Effectivement, ça ne crash plus. Zut  alors, je viens de perdre une fonction intéressante de ces drivers  :Wink: .

Par contre, mon problème de lenteur persiste... Je fais quelques tests basiques, et je constate déjà que "top" dans un gnome-terminal me prend minimum 20% de mon 3Ghz, alors que le même top, dans un xterm me prend 1%, le vent dans le dos. Même dans firefox, ça rame grave : les gestures ne fonctionnent pas tellement le système est peu réactif ! Je penche alors pour un problème de gestion des fontes. Que nenni ! C'est emerge qui m'a fait prendre conscience de ce qui déconnait : j'ai lancé une compilation, et là, mon système est redevenu réactif, plus aucun problème  :Neutral:  !!!

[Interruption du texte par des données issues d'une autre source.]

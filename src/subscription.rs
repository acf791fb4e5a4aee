//! Subscription loop: pulls inbound events and feeds data messages to the processor
//!
//! The loop alternates between awaiting the next event and processing a data
//! message inline, so processing is strictly sequential and in stream order.
//! A bad message is logged and skipped; only the end of the stream (or a
//! stream error) stops the loop.

use crate::broker::{EventKind, EventStream, InboundEvent};
use crate::message_span;
use crate::processor::{MessageProcessor, ProcessOutcome};
use futures::StreamExt;
use serde_json::Value;
use thiserror::Error;
use tokio::sync::mpsc;
use tracing::{debug, error, warn, Instrument};

/// Errors decoding a data payload
#[derive(Debug, Error)]
pub enum DecodeError {
    #[error("payload is not valid UTF-8: {0}")]
    InvalidUtf8(#[from] std::str::Utf8Error),
    #[error("payload is not valid JSON: {0}")]
    InvalidJson(#[from] serde_json::Error),
}

/// Decode a UTF-8 JSON payload
pub fn decode_payload(payload: &[u8]) -> Result<Value, DecodeError> {
    let text = std::str::from_utf8(payload)?;
    Ok(serde_json::from_str(text)?)
}

/// Routing decision for one inbound event
#[derive(Debug, PartialEq, Eq)]
pub enum EventRoute<'a> {
    /// Data message to decode and process
    Data(&'a [u8]),
    /// Control notification to discard
    Control(&'a EventKind),
}

/// Only plain channel messages carry data for this worker
pub fn route_event(event: &InboundEvent) -> EventRoute<'_> {
    match event.kind {
        EventKind::Message => EventRoute::Data(&event.payload),
        _ => EventRoute::Control(&event.kind),
    }
}

/// Counters accumulated over one run of the loop
#[derive(Debug, Clone, Copy, Default, PartialEq, Eq)]
pub struct LoopStats {
    pub received: u64,
    pub processed: u64,
    pub skipped: u64,
    pub failed: u64,
}

/// Why the loop stopped
#[derive(Debug, Clone, PartialEq, Eq)]
pub enum LoopExit {
    /// The broker closed the subscription stream
    StreamEnded,
    /// The stream yielded an error. Never produced over Redis, where a
    /// closed subscription is always [`LoopExit::StreamEnded`].
    StreamError(String),
}

#[derive(Debug, Clone, PartialEq, Eq)]
pub struct LoopReport {
    pub stats: LoopStats,
    pub exit: LoopExit,
}

/// Sequential consumer of a subscription stream
pub struct SubscriptionLoop {
    processor: MessageProcessor,
    outcome_sender: Option<mpsc::UnboundedSender<ProcessOutcome>>,
}

impl SubscriptionLoop {
    pub fn new(processor: MessageProcessor) -> Self {
        Self {
            processor,
            outcome_sender: None,
        }
    }

    /// Observe every data message outcome, in processing order.
    /// Decode failures are reported as [`ProcessOutcome::Failed`].
    pub fn with_outcome_sender(mut self, sender: mpsc::UnboundedSender<ProcessOutcome>) -> Self {
        self.outcome_sender = Some(sender);
        self
    }

    /// Consume `events` until the stream ends or fails
    pub async fn run(&self, mut events: EventStream) -> LoopReport {
        let mut stats = LoopStats::default();

        let exit = loop {
            let event = match events.next().await {
                Some(Ok(event)) => event,
                Some(Err(e)) => {
                    error!("Subscription stream failed: {}", e);
                    break LoopExit::StreamError(e.to_string());
                }
                None => {
                    warn!("Subscription stream closed by broker");
                    break LoopExit::StreamEnded;
                }
            };
            stats.received += 1;

            let payload = match route_event(&event) {
                EventRoute::Data(payload) => payload,
                EventRoute::Control(kind) => {
                    debug!("Skipping {} event on channel {}", kind, event.channel);
                    stats.skipped += 1;
                    continue;
                }
            };

            let span = message_span!(channel = %event.channel, seq = stats.received);
            let outcome = self.handle_payload(payload).instrument(span).await;

            if outcome.is_logged() {
                stats.processed += 1;
            } else {
                stats.failed += 1;
            }
            self.report(outcome);
        };

        debug!(
            "Subscription loop finished: received={}, processed={}, skipped={}, failed={}",
            stats.received, stats.processed, stats.skipped, stats.failed
        );
        LoopReport { stats, exit }
    }

    async fn handle_payload(&self, payload: &[u8]) -> ProcessOutcome {
        match decode_payload(payload) {
            Ok(message) => self.processor.process(message).await,
            Err(e) => {
                error!("Error processing message: {}", e);
                ProcessOutcome::Failed {
                    reason: e.to_string(),
                }
            }
        }
    }

    fn report(&self, outcome: ProcessOutcome) {
        if let Some(ref sender) = self.outcome_sender {
            // A dropped receiver only means nobody is observing anymore.
            let _ = sender.send(outcome);
        }
    }
}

Conclusion basique : le système devient réactif lorsqu'il est chargé  :Arrow:  je viens de découvrir l'ordinateur quantique ! Et ben non, même pas. C'est juste que le frequency scaling du noyau, avec le governor "ondemand" ne réagit pas assez vite ! D'où mes problèmes de gestures dans firefox : c'est typiquement un truc qui prend moins d'une seconde, et le kernel n'a pas le temps de remonter la fréquence CPU à une valeur suffisante. Quelle solution alors ?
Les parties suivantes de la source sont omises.